> WHAT IS NEEDED
With no line left out, restate the data word for word.

> EXCERPTED DATA
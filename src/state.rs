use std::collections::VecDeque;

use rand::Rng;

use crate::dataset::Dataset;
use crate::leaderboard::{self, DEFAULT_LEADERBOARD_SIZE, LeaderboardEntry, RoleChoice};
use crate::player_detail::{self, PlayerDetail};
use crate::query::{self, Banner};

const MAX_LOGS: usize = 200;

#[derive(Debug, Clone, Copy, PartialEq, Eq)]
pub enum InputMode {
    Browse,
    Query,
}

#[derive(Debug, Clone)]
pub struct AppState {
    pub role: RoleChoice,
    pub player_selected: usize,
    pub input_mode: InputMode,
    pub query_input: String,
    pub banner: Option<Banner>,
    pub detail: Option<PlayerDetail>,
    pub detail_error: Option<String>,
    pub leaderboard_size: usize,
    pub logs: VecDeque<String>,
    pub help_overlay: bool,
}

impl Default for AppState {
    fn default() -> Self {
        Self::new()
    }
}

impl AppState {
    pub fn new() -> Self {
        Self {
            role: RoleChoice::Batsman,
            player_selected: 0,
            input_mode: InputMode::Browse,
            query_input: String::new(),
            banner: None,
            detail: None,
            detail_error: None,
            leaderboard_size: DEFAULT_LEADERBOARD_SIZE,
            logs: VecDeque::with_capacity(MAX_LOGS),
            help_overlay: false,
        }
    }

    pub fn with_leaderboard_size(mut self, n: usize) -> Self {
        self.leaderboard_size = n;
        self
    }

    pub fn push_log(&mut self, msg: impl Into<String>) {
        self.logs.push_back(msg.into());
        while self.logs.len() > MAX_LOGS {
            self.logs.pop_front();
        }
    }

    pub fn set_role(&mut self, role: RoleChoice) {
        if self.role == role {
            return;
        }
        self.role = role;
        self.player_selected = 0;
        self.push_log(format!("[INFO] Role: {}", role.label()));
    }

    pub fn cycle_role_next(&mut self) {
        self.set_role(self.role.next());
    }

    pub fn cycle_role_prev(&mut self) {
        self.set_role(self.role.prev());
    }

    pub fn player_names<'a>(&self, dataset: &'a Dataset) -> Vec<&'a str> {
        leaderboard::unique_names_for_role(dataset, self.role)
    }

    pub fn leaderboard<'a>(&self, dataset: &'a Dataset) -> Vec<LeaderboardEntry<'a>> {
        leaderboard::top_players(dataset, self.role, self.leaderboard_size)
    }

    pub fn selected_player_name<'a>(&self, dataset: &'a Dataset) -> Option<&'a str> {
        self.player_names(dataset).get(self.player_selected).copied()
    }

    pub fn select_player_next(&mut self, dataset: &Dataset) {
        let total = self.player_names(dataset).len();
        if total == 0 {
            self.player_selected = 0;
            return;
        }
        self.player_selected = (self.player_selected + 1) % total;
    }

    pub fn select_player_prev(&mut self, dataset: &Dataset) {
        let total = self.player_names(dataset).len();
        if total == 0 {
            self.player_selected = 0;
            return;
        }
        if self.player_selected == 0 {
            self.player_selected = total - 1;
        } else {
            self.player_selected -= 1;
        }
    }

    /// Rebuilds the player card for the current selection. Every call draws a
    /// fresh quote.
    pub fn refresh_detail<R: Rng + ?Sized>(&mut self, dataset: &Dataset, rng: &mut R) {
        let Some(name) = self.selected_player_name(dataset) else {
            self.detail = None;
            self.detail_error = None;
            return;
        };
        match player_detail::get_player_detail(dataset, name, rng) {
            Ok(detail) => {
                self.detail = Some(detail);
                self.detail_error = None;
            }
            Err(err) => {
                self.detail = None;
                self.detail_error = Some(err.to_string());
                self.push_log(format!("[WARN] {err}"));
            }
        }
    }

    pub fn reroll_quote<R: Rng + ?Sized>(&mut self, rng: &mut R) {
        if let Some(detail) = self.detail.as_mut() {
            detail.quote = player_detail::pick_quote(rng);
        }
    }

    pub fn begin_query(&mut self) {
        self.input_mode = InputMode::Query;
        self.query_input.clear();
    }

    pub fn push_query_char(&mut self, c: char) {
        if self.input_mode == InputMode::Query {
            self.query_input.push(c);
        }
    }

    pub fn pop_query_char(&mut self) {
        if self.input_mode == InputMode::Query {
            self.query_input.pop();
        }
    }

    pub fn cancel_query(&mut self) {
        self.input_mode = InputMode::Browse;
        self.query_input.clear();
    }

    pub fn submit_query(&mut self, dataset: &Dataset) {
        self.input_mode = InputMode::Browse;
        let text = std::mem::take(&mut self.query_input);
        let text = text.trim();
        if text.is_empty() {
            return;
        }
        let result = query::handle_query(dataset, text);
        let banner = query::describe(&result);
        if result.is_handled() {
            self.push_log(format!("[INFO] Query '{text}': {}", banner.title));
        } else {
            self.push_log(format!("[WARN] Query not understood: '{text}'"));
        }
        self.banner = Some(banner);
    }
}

> EXPECTED OUTPUT
filename src/state.rs
use std::collections::VecDeque;

use rand::Rng;

use crate::dataset::Dataset;
use crate::leaderboard::{self, DEFAULT_LEADERBOARD_SIZE, LeaderboardEntry, RoleChoice};
use crate::player_detail::{self, PlayerDetail};
use crate::query::{self, Banner};

const MAX_LOGS: usize = 200;

#[derive(Debug, Clone, Copy, PartialEq, Eq)]
pub enum InputMode {
    Browse,
    Query,
}

#[derive(Debug, Clone)]
pub struct AppState {
    pub role: RoleChoice,
    pub player_selected: usize,
    pub input_mode: InputMode,
    pub query_input: String,
    pub banner: Option<Banner>,
    pub detail: Option<PlayerDetail>,
    pub detail_error: Option<String>,
    pub leaderboard_size: usize,
    pub logs: VecDeque<String>,
    pub help_overlay: bool,
}

impl Default for AppState {
    fn default() -> Self {
        Self::new()
    }
}

impl AppState {
    pub fn new() -> Self {
        Self {
            role: RoleChoice::Batsman,
            player_selected: 0,
            input_mode: InputMode::Browse,
            query_input: String::new(),
            banner: None,
            detail: None,
            detail_error: None,
            leaderboard_size: DEFAULT_LEADERBOARD_SIZE,
            logs: VecDeque::with_capacity(MAX_LOGS),
            help_overlay: false,
        }
    }

    pub fn with_leaderboard_size(mut self, n: usize) -> Self {
        self.leaderboard_size = n;
        self
    }

    pub fn push_log(&mut self, msg: impl Into<String>) {
        self.logs.push_back(msg.into());
        while self.logs.len() > MAX_LOGS {
            self.logs.pop_front();
        }
    }

    pub fn set_role(&mut self, role: RoleChoice) {
        if self.role == role {
            return;
        }
        self.role = role;
        self.player_selected = 0;
        self.push_log(format!("[INFO] Role: {}", role.label()));
    }

    pub fn cycle_role_next(&mut self) {
        self.set_role(self.role.next());
    }

    pub fn cycle_role_prev(&mut self) {
        self.set_role(self.role.prev());
    }

    pub fn player_names<'a>(&self, dataset: &'a Dataset) -> Vec<&'a str> {
        leaderboard::unique_names_for_role(dataset, self.role)
    }

    pub fn leaderboard<'a>(&self, dataset: &'a Dataset) -> Vec<LeaderboardEntry<'a>> {
        leaderboard::top_players(dataset, self.role, self.leaderboard_size)
    }

    pub fn selected_player_name<'a>(&self, dataset: &'a Dataset) -> Option<&'a str> {
        self.player_names(dataset).get(self.player_selected).copied()
    }

    pub fn select_player_next(&mut self, dataset: &Dataset) {
        let total = self.player_names(dataset).len();
        if total == 0 {
            self.player_selected = 0;
            return;
        }
        self.player_selected = (self.player_selected + 1) % total;
    }

    pub fn select_player_prev(&mut self, dataset: &Dataset) {
        let total = self.player_names(dataset).len();
        if total == 0 {
            self.player_selected = 0;
            return;
        }
        if self.player_selected == 0 {
            self.player_selected = total - 1;
        } else {
            self.player_selected -= 1;
        }
    }

    /// Rebuilds the player card for the current selection. Every call draws a
    /// fresh quote.
    pub fn refresh_detail<R: Rng + ?Sized>(&mut self, dataset: &Dataset, rng: &mut R) {
        let Some(name) = self.selected_player_name(dataset) else {
            self.detail = None;
            self.detail_error = None;
            return;
        };
        match player_detail::get_player_detail(dataset, name, rng) {
            Ok(detail) => {
                self.detail = Some(detail);
                self.detail_error = None;
            }
            Err(err) => {
                self.detail = None;
                self.detail_error = Some(err.to_string());
                self.push_log(format!("[WARN] {err}"));
            }
        }
    }

    pub fn reroll_quote<R: Rng + ?Sized>(&mut self, rng: &mut R) {
        if let Some(detail) = self.detail.as_mut() {
            detail.quote = player_detail::pick_quote(rng);
        }
    }

    pub fn begin_query(&mut self) {
        self.input_mode = InputMode::Query;
        self.query_input.clear();
    }

    pub fn push_query_char(&mut self, c: char) {
        if self.input_mode == InputMode::Query {
            self.query_input.push(c);
        }
    }

    pub fn pop_query_char(&mut self) {
        if self.input_mode == InputMode::Query {
            self.query_input.pop();
        }
    }

    pub fn cancel_query(&mut self) {
        self.input_mode = InputMode::Browse;
        self.query_input.clear();
    }

    pub fn submit_query(&mut self, dataset: &Dataset) {
        self.input_mode = InputMode::Browse;
        let text = std::mem::take(&mut self.query_input);
        let text = text.trim();
        if text.is_empty() {
            return;
        }
        let result = query::handle_query(dataset, text);
        let banner = query::describe(&result);
        if result.is_handled() {
            self.push_log(format!("[INFO] Query '{text}': {}", banner.title));
        } else {
            self.push_log(format!("[WARN] Query not understood: '{text}'"));
        }
        self.banner = Some(banner);
    }
}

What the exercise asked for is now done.